Exclusive: Cas Anvar from SyFY’s The Expanse
Whedonopolis had the recent pleasure of speaking with actor Cas Anvar by phone. The busy actor, most noted for his role as “Assassin Altair” from the global phenomenon Assassins Creed Revelations , has also starred in other hugely successful PC games, like Call of Duty: BO2, Halo4, and Star Wars: Clone Wars. You’ve probably also seen him as the driven if slightly nefarious Xerxes in SyFy Network’s Olympus. He’s performed on stage, in films and on TV, and he’s about to add a big, bold line item to that already impressive resume as he takes on the role of Alex Kamal, the skillful and loyal pilot in SyFy’s The Expanse.
Due to premiere in December, The Expanse takes the fantastic world building of author James S.A. Corey’s series to the small screen in a big way: the series is the biggest budgeted new series on cable ever! And when you hear what Cas has to say about his work on the sets, about the characters and about what humanity might be like in the future, you’ll be on board, too.
So sit back, grab a drink or two and listen along as we chat with Cas.
Here’s just some of what Cas shares with us:
He didn’t know what he was auditioning for when he got the role for “this spaceship pilot named Alex who was a Pakistani Martian with a Texas drawl”. He’s read the first and most of the second book, but he doesn’t want to finish them all and spoil himself for the scripts. The writers are mixing the story lines a little bit, to advance the story even as they keep it true to the books.
He thinks it’s going to be one of the most diverse shows on TV. Two hundred years from now the solar system won’t be populated by “white people” – ethnicities are constantly blending and mixing, so there won’t be any more pure ethnicity. What kept us apart in the past was distance and limits on travel, but that’s changing all the time. He can’t wrap his head around the intention now in 2015 to populate Mars (Mars One), and that humans today are willing to get on that ship and never breathe fresh air again. It takes a special kind of person to take that step. And he feels the series is 100% a possibility of what our future could look like.
Alex is in love with his ship, the Rocinante. He’s divorced, he has an ex-wife and child, but his driving ambition to pilot ships broke up his family. So the Roci is his girl now. Although he did read up on actual piloting, he mostly just went with what he felt about how Alex would behave. Cas himself is imaginative in that he gives personality and sentience to things, like a ship, much like Alex does.
He loved playing Xerxes on Olympus. He loves playing bad guys in general since they’re the most colorful characters to play. But Xerxes truly believed in what he was striving for, and all his successes were due to his words. He never lifted a finger; it was all in the power of his words. He made people follow his direction, often without them even realizing it.

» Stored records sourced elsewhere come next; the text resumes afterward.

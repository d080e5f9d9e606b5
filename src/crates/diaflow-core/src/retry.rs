//! Retry policies with exponential backoff and jitter
//!
//! Transient node failures (timeouts, rate limits, 5xx) are retried by
//! the engine according to a [`RetryPolicy`]. Delays grow exponentially,
//! are capped, and get a random jitter factor so simultaneous failures
//! don't retry in lockstep.
//!
//! ```rust
//! use diaflow_core::retry::RetryPolicy;
//!
//! let policy = RetryPolicy::new(5)
//!     .with_initial_interval(1.0)
//!     .with_backoff_factor(2.0)
//!     .with_max_interval(60.0)
//!     .with_jitter(false);
//!
//! assert_eq!(policy.calculate_delay(2).as_secs_f64(), 4.0);
//! assert!(!policy.should_retry(5));
//! ```

use rand::Rng;
use std::time::Duration;

/// Configuration for retrying failed node executions.
#[derive(Debug, Clone)]
pub struct RetryPolicy {
    /// Maximum number of attempts (including the first)
    pub max_attempts: usize,
    /// Initial interval between retries in seconds
    pub initial_interval: f64,
    /// Multiplier for the interval after each retry
    pub backoff_factor: f64,
    /// Maximum interval between retries in seconds
    pub max_interval: f64,
    /// Whether to add random jitter to intervals
    pub jitter: bool,
}

impl RetryPolicy {
    /// Create a new retry policy with the given max attempts.
    pub fn new(max_attempts: usize) -> Self {
        Self {
            max_attempts,
            initial_interval: 0.5,
            backoff_factor: 2.0,
            max_interval: 128.0,
            jitter: true,
        }
    }

    /// Disable retries entirely (single attempt).
    pub fn none() -> Self {
        Self::new(1)
    }

    pub fn with_initial_interval(mut self, seconds: f64) -> Self {
        self.initial_interval = seconds;
        self
    }

    pub fn with_backoff_factor(mut self, factor: f64) -> Self {
        self.backoff_factor = factor;
        self
    }

    pub fn with_max_interval(mut self, seconds: f64) -> Self {
        self.max_interval = seconds;
        self
    }

    pub fn with_jitter(mut self, jitter: bool) -> Self {
        self.jitter = jitter;
        self
    }

    /// Delay before the given 0-indexed attempt.
    ///
    /// `initial_interval * backoff_factor^attempt`, capped at
    /// `max_interval`, with a 0.5x-1.5x jitter factor when enabled.
    pub fn calculate_delay(&self, attempt: usize) -> Duration {
        if attempt >= self.max_attempts {
            return Duration::from_secs(0);
        }
        let base = self.initial_interval * self.backoff_factor.powi(attempt as i32);
        let capped = base.min(self.max_interval);
        let final_delay = if self.jitter {
            let factor = rand::thread_rng().gen_range(0.5..=1.5);
            capped * factor
        } else {
            capped
        };
        Duration::from_secs_f64(final_delay)
    }

    /// Whether another attempt is allowed.
    pub fn should_retry(&self, attempt: usize) -> bool {
        attempt < self.max_attempts
    }
}

impl Default for RetryPolicy {
    fn default() -> Self {
        Self::new(3)
    }
}

/// Tracks attempts and the last error across a retry loop.
#[derive(Debug, Clone, Default)]
pub struct RetryState {
    pub attempts: usize,
    pub last_error: Option<String>,
}

impl RetryState {
    pub fn new() -> Self {
        Self::default()
    }

    pub fn record_attempt(&mut self, error: Option<String>) {
        self.attempts += 1;
        self.last_error = error;
    }

    pub fn reset(&mut self) {
        self.attempts = 0;
        self.last_error = None;
    }
}

#[cfg(test)]
mod tests {
    use super::*;

    #[test]
    fn test_exponential_backoff() {
        let policy = RetryPolicy::new(5)
            .with_initial_interval(1.0)
            .with_backoff_factor(2.0)
            .with_max_interval(100.0)
            .with_jitter(false);

        assert_eq!(policy.calculate_delay(0).as_secs_f64(), 1.0);
        assert_eq!(policy.calculate_delay(1).as_secs_f64(), 2.0);
        assert_eq!(policy.calculate_delay(2).as_secs_f64(), 4.0);
    }

    #[test]
    fn test_max_interval_cap() {
        let policy = RetryPolicy::new(10)
            .with_initial_interval(10.0)
            .with_max_interval(50.0)
            .with_jitter(false);
        assert_eq!(policy.calculate_delay(5).as_secs_f64(), 50.0);
    }

    #[test]
    fn test_jitter_stays_in_range() {
        let policy = RetryPolicy::new(5).with_initial_interval(1.0).with_jitter(true);
        let base = 4.0; // 1.0 * 2^2
        for _ in 0..20 {
            let delay = policy.calculate_delay(2).as_secs_f64();
            assert!((base * 0.5..=base * 1.5).contains(&delay));
        }
    }

    #[test]
    fn test_should_retry_bounds() {
        let policy = RetryPolicy::new(3);
        assert!(policy.should_retry(0));
        assert!(policy.should_retry(2));
        assert!(!policy.should_retry(3));
    }

    #[test]
    fn test_retry_state_tracking() {
        let mut state = RetryState::new();
        state.record_attempt(Some("timeout".into()));
        state.record_attempt(Some("rate limit".into()));
        assert_eq!(state.attempts, 2);
        assert_eq!(state.last_error.as_deref(), Some("rate limit"));
        state.reset();
        assert_eq!(state.attempts, 0);
    }
}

He did 3 of the biggest PC games in the world, and that voice acting is quite demanding and challenging. He was doing a lot of hours, so he sometimes forgot his own, real voice. But now when he goes to film live action work, he often draws on the variety of voices and characters that he’s built up through that process.
The sets blew his mind. He’d never before been on such a huge set (at Pinewood in Toronto), as each sound stage was customized to a different aspect of the story: Ceres, the Rocinante, and Earth. Ceres has a real Blade Runner type feel to it; the Roci and the other ships are all high tech, but different depending on the ship; and Earth seems very real with offices, cabins, etc.
Although he knew the team (actors and crew) and guest stars were big names, he didn’t know until halfway through the series how big the production actually was. The sets proved amazingly impressive, and they’ve got the biggest first season production budget of any cable show in history. He’s pleased the network has taken the risk investing in the first season, rather than waiting until the first season is over and then upping the budget.
Director Terry McDonough organized a pot luck dinner before their first shoot so the cast could hang out together the week before the filming, to go over the scenes, to get to know each other and get comfortable with the process. When the day of shooting arrived, they were all ready and felt really connected to their characters and the scenes. When Terry got too busy to organize the dinners, the cast did it themselves because they loved the idea so much.
He can’t even conceive of the scale of how popular the show and the actors will be once this premieres. He’s a working actor, so he loves to have an impact in what he does, but he has no clue what’s going to happen when this hugely popular book hits the small screen in December as a series.